Required work: Print all the records exactly, please.

Working data:
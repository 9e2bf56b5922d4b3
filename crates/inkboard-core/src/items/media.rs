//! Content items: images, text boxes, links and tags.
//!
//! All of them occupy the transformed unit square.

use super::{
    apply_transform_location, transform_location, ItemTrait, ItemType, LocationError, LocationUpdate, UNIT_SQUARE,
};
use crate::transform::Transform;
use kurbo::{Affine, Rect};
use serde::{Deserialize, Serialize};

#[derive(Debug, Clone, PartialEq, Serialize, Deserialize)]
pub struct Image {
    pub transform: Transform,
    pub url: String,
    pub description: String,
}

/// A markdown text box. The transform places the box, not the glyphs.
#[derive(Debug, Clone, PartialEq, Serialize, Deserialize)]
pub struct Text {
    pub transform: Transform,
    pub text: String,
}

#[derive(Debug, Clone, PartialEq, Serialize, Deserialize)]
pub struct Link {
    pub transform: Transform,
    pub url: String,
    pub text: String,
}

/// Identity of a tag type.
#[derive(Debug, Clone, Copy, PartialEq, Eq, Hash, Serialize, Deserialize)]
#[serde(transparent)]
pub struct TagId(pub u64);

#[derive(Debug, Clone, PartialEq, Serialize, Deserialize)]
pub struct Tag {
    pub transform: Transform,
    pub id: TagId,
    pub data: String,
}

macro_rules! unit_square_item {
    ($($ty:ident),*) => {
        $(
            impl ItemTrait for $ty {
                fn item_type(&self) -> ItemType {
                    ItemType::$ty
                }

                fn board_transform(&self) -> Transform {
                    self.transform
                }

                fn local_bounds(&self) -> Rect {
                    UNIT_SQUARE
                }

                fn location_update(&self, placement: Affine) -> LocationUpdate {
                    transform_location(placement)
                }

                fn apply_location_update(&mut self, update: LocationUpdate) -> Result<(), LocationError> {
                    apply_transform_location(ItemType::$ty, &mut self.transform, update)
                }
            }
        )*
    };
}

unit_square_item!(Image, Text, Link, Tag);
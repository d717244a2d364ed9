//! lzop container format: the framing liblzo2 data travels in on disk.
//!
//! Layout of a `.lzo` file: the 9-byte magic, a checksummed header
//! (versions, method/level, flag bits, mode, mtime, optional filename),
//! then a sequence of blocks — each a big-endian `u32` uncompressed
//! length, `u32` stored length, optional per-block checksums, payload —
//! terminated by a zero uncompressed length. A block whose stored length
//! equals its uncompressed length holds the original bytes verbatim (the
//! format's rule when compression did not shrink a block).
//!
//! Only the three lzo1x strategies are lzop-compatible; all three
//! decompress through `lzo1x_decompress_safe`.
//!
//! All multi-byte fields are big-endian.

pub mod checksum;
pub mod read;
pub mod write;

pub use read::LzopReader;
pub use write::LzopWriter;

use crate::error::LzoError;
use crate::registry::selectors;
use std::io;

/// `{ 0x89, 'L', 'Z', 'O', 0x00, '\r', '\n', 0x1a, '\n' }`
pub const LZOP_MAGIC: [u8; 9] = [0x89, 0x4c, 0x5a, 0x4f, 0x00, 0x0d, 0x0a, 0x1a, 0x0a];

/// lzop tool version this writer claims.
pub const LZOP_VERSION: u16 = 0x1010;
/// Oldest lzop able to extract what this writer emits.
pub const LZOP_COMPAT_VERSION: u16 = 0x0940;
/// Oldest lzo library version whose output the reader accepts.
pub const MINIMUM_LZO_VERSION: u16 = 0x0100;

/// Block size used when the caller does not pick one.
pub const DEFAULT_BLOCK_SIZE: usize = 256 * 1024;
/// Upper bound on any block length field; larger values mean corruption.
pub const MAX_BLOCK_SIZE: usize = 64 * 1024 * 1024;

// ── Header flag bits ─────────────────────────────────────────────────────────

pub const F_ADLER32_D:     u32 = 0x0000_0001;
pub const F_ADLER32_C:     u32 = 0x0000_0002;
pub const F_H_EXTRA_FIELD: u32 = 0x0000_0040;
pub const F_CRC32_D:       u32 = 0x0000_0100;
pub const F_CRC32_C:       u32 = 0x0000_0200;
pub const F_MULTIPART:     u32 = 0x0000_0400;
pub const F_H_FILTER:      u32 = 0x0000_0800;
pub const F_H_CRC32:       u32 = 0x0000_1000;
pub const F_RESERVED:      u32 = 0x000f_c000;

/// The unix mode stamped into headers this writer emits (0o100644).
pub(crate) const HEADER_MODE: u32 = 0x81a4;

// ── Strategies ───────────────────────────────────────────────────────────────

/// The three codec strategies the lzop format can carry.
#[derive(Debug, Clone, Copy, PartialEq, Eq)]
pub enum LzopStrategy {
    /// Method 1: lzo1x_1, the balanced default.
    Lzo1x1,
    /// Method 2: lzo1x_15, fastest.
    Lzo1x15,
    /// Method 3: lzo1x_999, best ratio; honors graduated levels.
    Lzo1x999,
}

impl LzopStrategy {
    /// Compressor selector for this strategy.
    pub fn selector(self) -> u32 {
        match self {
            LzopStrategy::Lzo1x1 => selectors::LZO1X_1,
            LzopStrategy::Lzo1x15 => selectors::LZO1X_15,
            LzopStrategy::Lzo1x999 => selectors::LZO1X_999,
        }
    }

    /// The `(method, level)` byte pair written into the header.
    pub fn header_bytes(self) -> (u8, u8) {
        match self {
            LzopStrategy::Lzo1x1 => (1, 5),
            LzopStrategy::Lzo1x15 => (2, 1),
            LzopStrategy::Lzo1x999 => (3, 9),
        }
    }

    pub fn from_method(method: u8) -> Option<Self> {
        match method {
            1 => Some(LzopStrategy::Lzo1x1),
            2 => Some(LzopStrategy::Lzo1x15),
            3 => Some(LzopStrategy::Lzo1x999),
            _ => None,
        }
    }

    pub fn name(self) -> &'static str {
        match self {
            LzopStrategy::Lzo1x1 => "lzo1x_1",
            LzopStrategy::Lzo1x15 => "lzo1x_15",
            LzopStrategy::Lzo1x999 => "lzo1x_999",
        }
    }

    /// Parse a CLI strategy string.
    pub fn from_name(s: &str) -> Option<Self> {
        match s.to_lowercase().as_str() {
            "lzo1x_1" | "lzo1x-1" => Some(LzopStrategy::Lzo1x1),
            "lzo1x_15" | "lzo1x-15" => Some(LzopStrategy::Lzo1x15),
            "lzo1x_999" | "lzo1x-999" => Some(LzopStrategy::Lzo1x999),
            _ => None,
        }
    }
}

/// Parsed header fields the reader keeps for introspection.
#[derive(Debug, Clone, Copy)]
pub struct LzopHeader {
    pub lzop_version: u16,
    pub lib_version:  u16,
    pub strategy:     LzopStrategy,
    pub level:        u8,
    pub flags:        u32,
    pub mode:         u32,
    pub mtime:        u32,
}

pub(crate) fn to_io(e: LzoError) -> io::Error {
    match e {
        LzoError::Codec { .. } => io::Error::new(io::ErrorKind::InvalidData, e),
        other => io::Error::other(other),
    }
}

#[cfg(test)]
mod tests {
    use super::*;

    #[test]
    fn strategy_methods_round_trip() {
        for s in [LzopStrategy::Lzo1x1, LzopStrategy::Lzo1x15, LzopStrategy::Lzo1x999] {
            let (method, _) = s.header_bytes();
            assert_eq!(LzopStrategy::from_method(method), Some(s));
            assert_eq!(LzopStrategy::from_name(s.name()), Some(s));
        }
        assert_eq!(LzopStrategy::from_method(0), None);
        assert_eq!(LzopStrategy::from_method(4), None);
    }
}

Response below:
repository 9e2bf56b5922d4b3
filename crates/inkboard-core/src/items/media.rs
//! Content items: images, text boxes, links and tags.
//!
//! All of them occupy the transformed unit square.

use super::{
    apply_transform_location, transform_location, ItemTrait, ItemType, LocationError, LocationUpdate, UNIT_SQUARE,
};
use crate::transform::Transform;
use kurbo::{Affine, Rect};
use serde::{Deserialize, Serialize};

#[derive(Debug, Clone, PartialEq, Serialize, Deserialize)]
pub struct Image {
    pub transform: Transform,
    pub url: String,
    pub description: String,
}

/// A markdown text box. The transform places the box, not the glyphs.
#[derive(Debug, Clone, PartialEq, Serialize, Deserialize)]
pub struct Text {
    pub transform: Transform,
    pub text: String,
}

#[derive(Debug, Clone, PartialEq, Serialize, Deserialize)]
pub struct Link {
    pub transform: Transform,
    pub url: String,
    pub text: String,
}

/// Identity of a tag type.
#[derive(Debug, Clone, Copy, PartialEq, Eq, Hash, Serialize, Deserialize)]
#[serde(transparent)]
pub struct TagId(pub u64);

#[derive(Debug, Clone, PartialEq, Serialize, Deserialize)]
pub struct Tag {
    pub transform: Transform,
    pub id: TagId,
    pub data: String,
}

macro_rules! unit_square_item {
    ($($ty:ident),*) => {
        $(
            impl ItemTrait for $ty {
                fn item_type(&self) -> ItemType {
                    ItemType::$ty
                }

                fn board_transform(&self) -> Transform {
                    self.transform
                }

                fn local_bounds(&self) -> Rect {
                    UNIT_SQUARE
                }

                fn location_update(&self, placement: Affine) -> LocationUpdate {
                    transform_location(placement)
                }

                fn apply_location_update(&mut self, update: LocationUpdate) -> Result<(), LocationError> {
                    apply_transform_location(ItemType::$ty, &mut self.transform, update)
                }
            }
        )*
    };
}

unit_square_item!(Image, Text, Link, Tag);
repository d717244a2d364ed9
//! lzop container format: the framing liblzo2 data travels in on disk.
//!
//! Layout of a `.lzo` file: the 9-byte magic, a checksummed header
//! (versions, method/level, flag bits, mode, mtime, optional filename),
//! then a sequence of blocks — each a big-endian `u32` uncompressed
//! length, `u32` stored length, optional per-block checksums, payload —
//! terminated by a zero uncompressed length. A block whose stored length
//! equals its uncompressed length holds the original bytes verbatim (the
//! format's rule when compression did not shrink a block).
//!
//! Only the three lzo1x strategies are lzop-compatible; all three
//! decompress through `lzo1x_decompress_safe`.
//!
//! All multi-byte fields are big-endian.

pub mod checksum;
pub mod read;
pub mod write;

pub use read::LzopReader;
pub use write::LzopWriter;

use crate::error::LzoError;
use crate::registry::selectors;
use std::io;

/// `{ 0x89, 'L', 'Z', 'O', 0x00, '\r', '\n', 0x1a, '\n' }`
pub const LZOP_MAGIC: [u8; 9] = [0x89, 0x4c, 0x5a, 0x4f, 0x00, 0x0d, 0x0a, 0x1a, 0x0a];

/// lzop tool version this writer claims.
pub const LZOP_VERSION: u16 = 0x1010;
/// Oldest lzop able to extract what this writer emits.
pub const LZOP_COMPAT_VERSION: u16 = 0x0940;
/// Oldest lzo library version whose output the reader accepts.
pub const MINIMUM_LZO_VERSION: u16 = 0x0100;

/// Block size used when the caller does not pick one.
pub const DEFAULT_BLOCK_SIZE: usize = 256 * 1024;
/// Upper bound on any block length field; larger values mean corruption.
pub const MAX_BLOCK_SIZE: usize = 64 * 1024 * 1024;

// ── Header flag bits ─────────────────────────────────────────────────────────

pub const F_ADLER32_D:     u32 = 0x0000_0001;
pub const F_ADLER32_C:     u32 = 0x0000_0002;
pub const F_H_EXTRA_FIELD: u32 = 0x0000_0040;
pub const F_CRC32_D:       u32 = 0x0000_0100;
pub const F_CRC32_C:       u32 = 0x0000_0200;
pub const F_MULTIPART:     u32 = 0x0000_0400;
pub const F_H_FILTER:      u32 = 0x0000_0800;
pub const F_H_CRC32:       u32 = 0x0000_1000;
pub const F_RESERVED:      u32 = 0x000f_c000;

/// The unix mode stamped into headers this writer emits (0o100644).
pub(crate) const HEADER_MODE: u32 = 0x81a4;

// ── Strategies ───────────────────────────────────────────────────────────────

/// The three codec strategies the lzop format can carry.
#[derive(Debug, Clone, Copy, PartialEq, Eq)]
pub enum LzopStrategy {
    /// Method 1: lzo1x_1, the balanced default.
    Lzo1x1,
    /// Method 2: lzo1x_15, fastest.
    Lzo1x15,
    /// Method 3: lzo1x_999, best ratio; honors graduated levels.
    Lzo1x999,
}

impl LzopStrategy {
    /// Compressor selector for this strategy.
    pub fn selector(self) -> u32 {
        match self {
            LzopStrategy::Lzo1x1 => selectors::LZO1X_1,
            LzopStrategy::Lzo1x15 => selectors::LZO1X_15,
            LzopStrategy::Lzo1x999 => selectors::LZO1X_999,
        }
    }

    /// The `(method, level)` byte pair written into the header.
    pub fn header_bytes(self) -> (u8, u8) {
        match self {
            LzopStrategy::Lzo1x1 => (1, 5),
            LzopStrategy::Lzo1x15 => (2, 1),
            LzopStrategy::Lzo1x999 => (3, 9),
        }
    }

    pub fn from_method(method: u8) -> Option<Self> {
        match method {
            1 => Some(LzopStrategy::Lzo1x1),
            2 => Some(LzopStrategy::Lzo1x15),
            3 => Some(LzopStrategy::Lzo1x999),
            _ => None,
        }
    }

    pub fn name(self) -> &'static str {
        match self {
            LzopStrategy::Lzo1x1 => "lzo1x_1",
            LzopStrategy::Lzo1x15 => "lzo1x_15",
            LzopStrategy::Lzo1x999 => "lzo1x_999",
        }
    }

    /// Parse a CLI strategy string.
    pub fn from_name(s: &str) -> Option<Self> {
        match s.to_lowercase().as_str() {
            "lzo1x_1" | "lzo1x-1" => Some(LzopStrategy::Lzo1x1),
            "lzo1x_15" | "lzo1x-15" => Some(LzopStrategy::Lzo1x15),
            "lzo1x_999" | "lzo1x-999" => Some(LzopStrategy::Lzo1x999),
            _ => None,
        }
    }
}

/// Parsed header fields the reader keeps for introspection.
#[derive(Debug, Clone, Copy)]
pub struct LzopHeader {
    pub lzop_version: u16,
    pub lib_version:  u16,
    pub strategy:     LzopStrategy,
    pub level:        u8,
    pub flags:        u32,
    pub mode:         u32,
    pub mtime:        u32,
}

pub(crate) fn to_io(e: LzoError) -> io::Error {
    match e {
        LzoError::Codec { .. } => io::Error::new(io::ErrorKind::InvalidData, e),
        other => io::Error::other(other),
    }
}

#[cfg(test)]
mod tests {
    use super::*;

    #[test]
    fn strategy_methods_round_trip() {
        for s in [LzopStrategy::Lzo1x1, LzopStrategy::Lzo1x15, LzopStrategy::Lzo1x999] {
            let (method, _) = s.header_bytes();
            assert_eq!(LzopStrategy::from_method(method), Some(s));
            assert_eq!(LzopStrategy::from_name(s.name()), Some(s));
        }
        assert_eq!(LzopStrategy::from_method(0), None);
        assert_eq!(LzopStrategy::from_method(4), None);
    }
}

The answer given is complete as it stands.